**ABOUT THIS EXERCISE:**
Scan the records for the string "columns"; copy each line where it occurs.

(Saved entries)
<<<<

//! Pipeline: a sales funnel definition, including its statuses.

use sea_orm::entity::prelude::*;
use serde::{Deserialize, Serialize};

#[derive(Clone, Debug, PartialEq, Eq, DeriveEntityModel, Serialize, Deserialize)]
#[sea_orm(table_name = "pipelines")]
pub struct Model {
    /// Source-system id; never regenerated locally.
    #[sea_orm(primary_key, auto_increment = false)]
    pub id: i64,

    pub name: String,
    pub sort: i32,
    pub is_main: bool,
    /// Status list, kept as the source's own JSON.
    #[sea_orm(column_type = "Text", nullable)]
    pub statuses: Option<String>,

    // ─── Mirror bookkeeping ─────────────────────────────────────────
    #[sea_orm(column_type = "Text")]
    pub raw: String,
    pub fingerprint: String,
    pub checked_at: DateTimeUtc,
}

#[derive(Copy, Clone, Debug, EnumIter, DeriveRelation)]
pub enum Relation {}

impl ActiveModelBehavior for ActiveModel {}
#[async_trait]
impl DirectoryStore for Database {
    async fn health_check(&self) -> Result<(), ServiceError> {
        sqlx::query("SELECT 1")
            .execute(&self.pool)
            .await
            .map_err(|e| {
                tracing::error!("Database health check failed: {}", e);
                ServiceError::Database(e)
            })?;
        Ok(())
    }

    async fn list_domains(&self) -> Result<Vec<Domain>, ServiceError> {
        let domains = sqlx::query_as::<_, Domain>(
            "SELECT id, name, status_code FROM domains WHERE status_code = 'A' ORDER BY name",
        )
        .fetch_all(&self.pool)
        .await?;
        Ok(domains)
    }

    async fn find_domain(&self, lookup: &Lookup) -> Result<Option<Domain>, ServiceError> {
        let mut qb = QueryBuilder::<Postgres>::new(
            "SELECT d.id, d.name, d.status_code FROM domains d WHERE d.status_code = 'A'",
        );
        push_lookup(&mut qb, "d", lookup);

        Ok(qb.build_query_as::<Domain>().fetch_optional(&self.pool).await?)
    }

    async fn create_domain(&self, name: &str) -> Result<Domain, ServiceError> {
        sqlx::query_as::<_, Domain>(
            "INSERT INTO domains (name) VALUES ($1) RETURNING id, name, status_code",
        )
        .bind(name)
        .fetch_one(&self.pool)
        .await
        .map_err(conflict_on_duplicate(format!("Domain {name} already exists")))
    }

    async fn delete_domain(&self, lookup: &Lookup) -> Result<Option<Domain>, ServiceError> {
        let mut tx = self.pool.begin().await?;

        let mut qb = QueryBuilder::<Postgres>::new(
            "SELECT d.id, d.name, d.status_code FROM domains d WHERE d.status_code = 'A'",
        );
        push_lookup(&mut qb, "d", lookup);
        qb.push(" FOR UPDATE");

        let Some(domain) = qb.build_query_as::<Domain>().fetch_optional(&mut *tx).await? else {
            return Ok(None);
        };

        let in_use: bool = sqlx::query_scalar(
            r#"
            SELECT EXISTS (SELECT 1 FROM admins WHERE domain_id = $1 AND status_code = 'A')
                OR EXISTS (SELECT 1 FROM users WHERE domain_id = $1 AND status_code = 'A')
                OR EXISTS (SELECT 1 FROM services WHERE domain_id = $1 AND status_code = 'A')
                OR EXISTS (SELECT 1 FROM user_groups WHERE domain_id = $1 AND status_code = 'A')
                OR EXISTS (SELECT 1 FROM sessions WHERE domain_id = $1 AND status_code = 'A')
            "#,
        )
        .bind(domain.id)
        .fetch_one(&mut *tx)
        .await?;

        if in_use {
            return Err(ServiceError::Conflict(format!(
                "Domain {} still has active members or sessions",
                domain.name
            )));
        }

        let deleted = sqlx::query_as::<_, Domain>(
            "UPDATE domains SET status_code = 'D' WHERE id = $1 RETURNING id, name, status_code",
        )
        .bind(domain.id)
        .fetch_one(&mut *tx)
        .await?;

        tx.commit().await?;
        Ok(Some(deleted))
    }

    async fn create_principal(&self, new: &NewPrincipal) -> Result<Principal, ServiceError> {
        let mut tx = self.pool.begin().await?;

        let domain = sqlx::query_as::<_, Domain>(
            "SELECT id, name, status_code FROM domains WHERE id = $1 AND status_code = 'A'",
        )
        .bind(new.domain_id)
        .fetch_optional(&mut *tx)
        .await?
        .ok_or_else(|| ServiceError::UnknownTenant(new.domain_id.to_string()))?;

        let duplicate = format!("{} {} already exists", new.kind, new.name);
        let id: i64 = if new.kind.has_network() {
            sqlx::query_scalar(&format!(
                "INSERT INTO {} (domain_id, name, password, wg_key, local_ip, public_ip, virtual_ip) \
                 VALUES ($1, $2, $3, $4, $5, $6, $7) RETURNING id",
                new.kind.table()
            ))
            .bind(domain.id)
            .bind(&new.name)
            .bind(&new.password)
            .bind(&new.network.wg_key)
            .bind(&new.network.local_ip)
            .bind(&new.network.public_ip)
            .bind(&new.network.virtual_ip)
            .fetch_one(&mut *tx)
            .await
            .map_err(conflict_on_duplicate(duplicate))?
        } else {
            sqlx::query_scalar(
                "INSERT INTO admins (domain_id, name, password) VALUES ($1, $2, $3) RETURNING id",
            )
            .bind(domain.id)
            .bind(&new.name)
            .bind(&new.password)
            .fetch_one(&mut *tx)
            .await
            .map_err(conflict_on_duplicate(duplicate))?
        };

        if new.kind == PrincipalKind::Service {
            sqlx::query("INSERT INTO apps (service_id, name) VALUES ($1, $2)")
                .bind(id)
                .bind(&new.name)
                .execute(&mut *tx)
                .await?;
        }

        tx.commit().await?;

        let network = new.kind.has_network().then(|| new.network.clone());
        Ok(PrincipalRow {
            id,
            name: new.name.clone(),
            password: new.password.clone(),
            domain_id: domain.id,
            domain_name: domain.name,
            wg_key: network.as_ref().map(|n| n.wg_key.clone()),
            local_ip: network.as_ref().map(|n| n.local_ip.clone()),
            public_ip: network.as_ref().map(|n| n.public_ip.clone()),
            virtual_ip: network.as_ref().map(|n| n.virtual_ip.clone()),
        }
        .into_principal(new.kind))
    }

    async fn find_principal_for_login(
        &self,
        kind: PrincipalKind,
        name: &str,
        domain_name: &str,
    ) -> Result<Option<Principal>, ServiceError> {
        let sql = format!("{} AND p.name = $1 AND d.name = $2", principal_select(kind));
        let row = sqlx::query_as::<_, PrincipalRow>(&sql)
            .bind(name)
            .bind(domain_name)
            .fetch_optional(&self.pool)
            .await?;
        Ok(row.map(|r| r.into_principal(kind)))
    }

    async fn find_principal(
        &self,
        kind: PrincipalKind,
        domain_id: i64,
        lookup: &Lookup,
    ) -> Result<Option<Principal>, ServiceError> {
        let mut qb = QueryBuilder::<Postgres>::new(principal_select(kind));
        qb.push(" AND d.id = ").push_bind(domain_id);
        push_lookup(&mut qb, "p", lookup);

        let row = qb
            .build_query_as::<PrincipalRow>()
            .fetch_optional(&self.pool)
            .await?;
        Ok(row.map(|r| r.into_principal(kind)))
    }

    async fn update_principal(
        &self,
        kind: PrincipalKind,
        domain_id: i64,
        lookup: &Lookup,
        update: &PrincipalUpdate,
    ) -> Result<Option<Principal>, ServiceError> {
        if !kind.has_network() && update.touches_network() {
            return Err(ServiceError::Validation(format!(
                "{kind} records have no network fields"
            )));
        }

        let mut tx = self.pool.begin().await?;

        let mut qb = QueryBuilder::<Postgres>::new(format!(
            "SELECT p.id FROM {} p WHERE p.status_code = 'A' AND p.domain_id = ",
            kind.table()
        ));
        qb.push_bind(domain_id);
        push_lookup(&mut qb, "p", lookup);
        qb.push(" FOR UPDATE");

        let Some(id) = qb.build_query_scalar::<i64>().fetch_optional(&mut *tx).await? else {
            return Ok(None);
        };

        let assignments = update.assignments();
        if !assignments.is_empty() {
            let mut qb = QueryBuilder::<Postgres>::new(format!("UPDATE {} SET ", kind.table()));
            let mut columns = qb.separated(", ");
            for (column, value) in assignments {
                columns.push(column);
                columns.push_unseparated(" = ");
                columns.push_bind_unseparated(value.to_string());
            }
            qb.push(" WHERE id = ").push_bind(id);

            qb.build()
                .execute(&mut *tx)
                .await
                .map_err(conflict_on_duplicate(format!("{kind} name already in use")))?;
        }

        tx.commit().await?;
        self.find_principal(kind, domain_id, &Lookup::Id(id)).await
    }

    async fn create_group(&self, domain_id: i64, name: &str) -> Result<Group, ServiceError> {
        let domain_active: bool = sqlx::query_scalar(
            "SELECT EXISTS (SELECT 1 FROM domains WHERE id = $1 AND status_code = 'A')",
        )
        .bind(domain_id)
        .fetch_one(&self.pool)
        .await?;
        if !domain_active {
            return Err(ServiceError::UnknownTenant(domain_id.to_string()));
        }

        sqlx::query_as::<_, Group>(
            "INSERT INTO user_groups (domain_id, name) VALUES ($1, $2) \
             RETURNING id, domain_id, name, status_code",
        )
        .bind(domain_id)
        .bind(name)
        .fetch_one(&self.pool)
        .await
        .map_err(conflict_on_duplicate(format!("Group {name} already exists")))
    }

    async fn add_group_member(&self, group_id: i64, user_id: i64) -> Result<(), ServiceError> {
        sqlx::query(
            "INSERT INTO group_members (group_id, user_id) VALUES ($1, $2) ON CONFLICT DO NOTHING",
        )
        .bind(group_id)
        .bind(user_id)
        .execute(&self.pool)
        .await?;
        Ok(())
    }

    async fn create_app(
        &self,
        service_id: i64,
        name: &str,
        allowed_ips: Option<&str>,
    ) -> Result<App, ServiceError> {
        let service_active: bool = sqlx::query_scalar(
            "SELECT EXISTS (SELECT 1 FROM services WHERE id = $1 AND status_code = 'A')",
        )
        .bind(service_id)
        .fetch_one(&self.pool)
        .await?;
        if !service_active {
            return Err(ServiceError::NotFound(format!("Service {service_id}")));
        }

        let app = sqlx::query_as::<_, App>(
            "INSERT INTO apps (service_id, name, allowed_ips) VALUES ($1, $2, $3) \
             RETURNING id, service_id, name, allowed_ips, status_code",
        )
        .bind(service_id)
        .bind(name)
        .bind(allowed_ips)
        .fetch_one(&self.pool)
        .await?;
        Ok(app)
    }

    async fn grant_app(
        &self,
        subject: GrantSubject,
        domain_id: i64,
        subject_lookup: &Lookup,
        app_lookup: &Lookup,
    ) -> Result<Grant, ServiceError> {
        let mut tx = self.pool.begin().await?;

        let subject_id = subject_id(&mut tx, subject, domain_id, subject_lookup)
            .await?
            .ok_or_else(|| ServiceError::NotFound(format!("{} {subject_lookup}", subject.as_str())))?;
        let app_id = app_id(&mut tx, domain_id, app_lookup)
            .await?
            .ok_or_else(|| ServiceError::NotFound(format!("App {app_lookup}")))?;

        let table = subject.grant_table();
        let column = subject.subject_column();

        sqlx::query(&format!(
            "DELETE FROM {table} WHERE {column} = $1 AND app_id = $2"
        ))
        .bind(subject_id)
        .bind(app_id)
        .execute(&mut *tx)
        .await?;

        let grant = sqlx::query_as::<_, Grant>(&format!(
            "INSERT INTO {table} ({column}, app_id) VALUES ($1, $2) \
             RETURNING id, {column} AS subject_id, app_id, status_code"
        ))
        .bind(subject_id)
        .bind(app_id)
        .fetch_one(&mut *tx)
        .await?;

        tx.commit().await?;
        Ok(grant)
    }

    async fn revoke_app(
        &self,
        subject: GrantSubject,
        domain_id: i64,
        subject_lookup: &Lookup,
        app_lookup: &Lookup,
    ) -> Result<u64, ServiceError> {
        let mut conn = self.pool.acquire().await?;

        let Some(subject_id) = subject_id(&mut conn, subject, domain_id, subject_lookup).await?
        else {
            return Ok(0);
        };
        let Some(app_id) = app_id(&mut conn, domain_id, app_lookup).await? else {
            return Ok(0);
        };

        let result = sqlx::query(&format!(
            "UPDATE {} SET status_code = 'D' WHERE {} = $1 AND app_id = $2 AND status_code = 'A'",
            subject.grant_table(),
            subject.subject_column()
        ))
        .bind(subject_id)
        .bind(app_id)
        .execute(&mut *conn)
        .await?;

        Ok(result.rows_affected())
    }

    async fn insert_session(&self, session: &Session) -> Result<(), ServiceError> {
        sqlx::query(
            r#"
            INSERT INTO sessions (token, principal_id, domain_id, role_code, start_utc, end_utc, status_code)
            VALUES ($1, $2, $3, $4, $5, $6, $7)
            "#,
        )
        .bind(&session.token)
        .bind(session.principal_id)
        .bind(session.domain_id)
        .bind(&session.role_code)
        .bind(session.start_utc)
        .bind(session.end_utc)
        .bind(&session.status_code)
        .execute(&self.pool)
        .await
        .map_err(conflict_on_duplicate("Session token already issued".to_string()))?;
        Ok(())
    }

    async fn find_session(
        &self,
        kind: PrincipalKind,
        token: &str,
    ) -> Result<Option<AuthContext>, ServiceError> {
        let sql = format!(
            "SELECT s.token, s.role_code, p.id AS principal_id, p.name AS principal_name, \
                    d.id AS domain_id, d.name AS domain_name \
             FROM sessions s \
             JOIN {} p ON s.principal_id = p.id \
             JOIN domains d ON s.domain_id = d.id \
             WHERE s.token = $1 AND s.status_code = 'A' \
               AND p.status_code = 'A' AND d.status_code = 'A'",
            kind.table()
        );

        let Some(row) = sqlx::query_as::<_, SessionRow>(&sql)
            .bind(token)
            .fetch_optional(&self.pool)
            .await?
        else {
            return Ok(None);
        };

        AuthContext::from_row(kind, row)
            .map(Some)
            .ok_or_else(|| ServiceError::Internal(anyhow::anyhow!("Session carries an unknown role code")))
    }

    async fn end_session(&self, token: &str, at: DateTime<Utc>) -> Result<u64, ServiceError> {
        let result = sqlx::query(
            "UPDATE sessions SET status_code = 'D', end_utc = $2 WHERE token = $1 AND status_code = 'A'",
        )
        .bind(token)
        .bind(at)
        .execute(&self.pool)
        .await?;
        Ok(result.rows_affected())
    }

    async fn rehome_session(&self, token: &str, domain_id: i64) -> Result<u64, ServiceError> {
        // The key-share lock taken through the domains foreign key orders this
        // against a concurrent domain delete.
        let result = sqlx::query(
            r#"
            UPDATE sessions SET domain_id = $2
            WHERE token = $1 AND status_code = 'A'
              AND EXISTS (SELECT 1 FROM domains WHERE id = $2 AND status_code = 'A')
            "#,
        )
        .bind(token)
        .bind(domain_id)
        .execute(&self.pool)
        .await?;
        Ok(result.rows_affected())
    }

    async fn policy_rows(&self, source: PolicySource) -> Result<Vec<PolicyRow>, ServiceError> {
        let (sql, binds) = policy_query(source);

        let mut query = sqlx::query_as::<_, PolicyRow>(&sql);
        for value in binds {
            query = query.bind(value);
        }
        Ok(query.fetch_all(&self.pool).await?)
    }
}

>>>>

**SOLUTION FOR THIS EXERCISE:**
            let mut columns = qb.separated(", ");
                columns.push(column);
                columns.push_unseparated(" = ");
                columns.push_bind_unseparated(value.to_string());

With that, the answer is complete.